A few days later they receive a post. A Daily Prophet article. "Dumbledore's trying his Dumble-damndest to negotiate," says Harry.
"What's he offering?" asks Nirn.
"A cure," said Harry. "To the First Arrival, in return for peace. You think he can manage that?"
Nirn smiles, kisses Harry's forehead, and says, "For your sake, I would hope not."
Harry wants to ask what it is that means. But he knows the answer already. A laugh, a shrug. Who knows?
(It is only sometimes that Harry believes being full isn't worth it.)
His third year also begins with an escaped criminal. Sirius Black; convicted murder, jailed without a trial. Harry steals the newspaper from Draco Malfoy on the train. Draco yells, but Harry simply states, "Fair is fair."
Harry is not concerned. He's seen real darkness, nights confined in his own personal hell, and knows that there was no greater fight than that. There is no battle that can top such. Mass murderer, or no.
Remus Lupin is a good teacher and kind man. Severus seems to hate him more than he hates washing his hair, which is a plus in Harry's book. Harry practices his Patronous with him and eats chocolate.

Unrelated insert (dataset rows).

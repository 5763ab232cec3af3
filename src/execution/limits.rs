//! Resource Limits Module
//!
//! Provides resource limit enforcement for query evaluation:
//! - Evaluation step ceiling
//! - Memory ceiling over the estimated size of every table
//!
//! ## Design
//!
//! Uses cooperative checking. The executor calls [`Budget::step`] once per
//! joined row and per write; every `memory_check_interval` steps the
//! caller is asked to supply a fresh memory estimate.

use crate::config::EngineConfig;

/// Resource limit error
#[derive(Debug, Clone, PartialEq, Eq, thiserror::Error)]
pub enum ResourceError {
    /// Evaluation step ceiling reached
    #[error("Step limit exceeded: limit {limit} steps")]
    StepLimitExceeded { limit: u64 },

    /// Memory limit exceeded
    #[error("Memory limit exceeded: used {used} bytes, limit {limit} bytes")]
    MemoryLimitExceeded { limit: usize, used: usize },
}

/// Resource limits configuration
#[derive(Debug, Clone, PartialEq, Eq)]
pub struct ResourceLimits {
    /// Maximum evaluation steps per top-level query (None = unlimited)
    pub max_steps: Option<u64>,

    /// Maximum estimated table memory in bytes (None = unlimited)
    pub max_memory_bytes: Option<usize>,

    /// Steps between two memory estimates
    pub memory_check_interval: u64,
}

impl Default for ResourceLimits {
    fn default() -> Self {
        ResourceLimits {
            max_steps: None,
            max_memory_bytes: None,
            memory_check_interval: 10_000,
        }
    }
}

impl ResourceLimits {
    pub fn unlimited() -> Self {
        Self::default()
    }

    pub fn with_max_steps(mut self, steps: u64) -> Self {
        self.max_steps = Some(steps);
        self
    }

    pub fn with_max_memory(mut self, bytes: usize) -> Self {
        self.max_memory_bytes = Some(bytes);
        self
    }

    pub fn with_memory_check_interval(mut self, steps: u64) -> Self {
        self.memory_check_interval = steps.max(1);
        self
    }

    /// Check a memory estimate against the ceiling.
    pub fn check_memory(&self, used: usize) -> Result<(), ResourceError> {
        match self.max_memory_bytes {
            Some(limit) if used > limit => Err(ResourceError::MemoryLimitExceeded { limit, used }),
            _ => Ok(()),
        }
    }
}

impl From<&EngineConfig> for ResourceLimits {
    fn from(config: &EngineConfig) -> Self {
        ResourceLimits {
            max_steps: (config.max_steps > 0).then_some(config.max_steps),
            max_memory_bytes: (config.max_memory_bytes > 0).then_some(config.max_memory_bytes),
            memory_check_interval: config.memory_check_interval.max(1),
        }
    }
}

/// Running step counter of one top-level query.
#[derive(Debug, Clone)]
pub struct Budget {
    limits: ResourceLimits,
    steps: u64,
}

/// What the executor must do after a step.
#[derive(Debug, Clone, Copy, PartialEq, Eq)]
pub enum StepOutcome {
    Continue,
    /// A memory estimate is due; pass it to [`Budget::check_memory`].
    CheckMemory,
}

impl Budget {
    pub fn new(limits: ResourceLimits) -> Self {
        Budget { limits, steps: 0 }
    }

    pub fn limits(&self) -> &ResourceLimits {
        &self.limits
    }

    pub fn steps(&self) -> u64 {
        self.steps
    }

    /// Count one step.
    pub fn step(&mut self) -> Result<StepOutcome, ResourceError> {
        self.steps += 1;
        if let Some(limit) = self.limits.max_steps {
            if self.steps > limit {
                return Err(ResourceError::StepLimitExceeded { limit });
            }
        }
        if self.limits.max_memory_bytes.is_some()
            && self.steps % self.limits.memory_check_interval == 0
        {
            return Ok(StepOutcome::CheckMemory);
        }
        Ok(StepOutcome::Continue)
    }

    pub fn check_memory(&self, used: usize) -> Result<(), ResourceError> {
        self.limits.check_memory(used)
    }

    /// Start counting a new query from zero.
    pub fn reset(&mut self) {
        self.steps = 0;
    }
}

Before the first Hogsmeade trip of the year, one of many he is not allowed, Remus hands him a long, narrow box. "It's from Dumbledore," he explains. "If you choose to sneak to Hogsmeade... then he wants you to be armed with this."
Harry opens it. "A wand?" He looks closer. "The... Elder wand?"
"Isn't that a fairytale?" says Remus with a laugh. "It's just Dumbledore's wand."
Harry is hardly listening. "Quite," he says.
He writes to Nirn. Receives no response. Writes again. "I have the last item you told me to collect. I've got all three. You should have all your powers back, right?" Writes again. And again, and again. Knows with his desperation that this is the only thing worse what he's faced before.
He goes home that Christmas break to an empty house. His letters all lay unopened. Nirn is nowhere to be seen.
Fair is not fair. This is not... fair.
People start to die again. The First Arrival ends just as suddenly as it had began.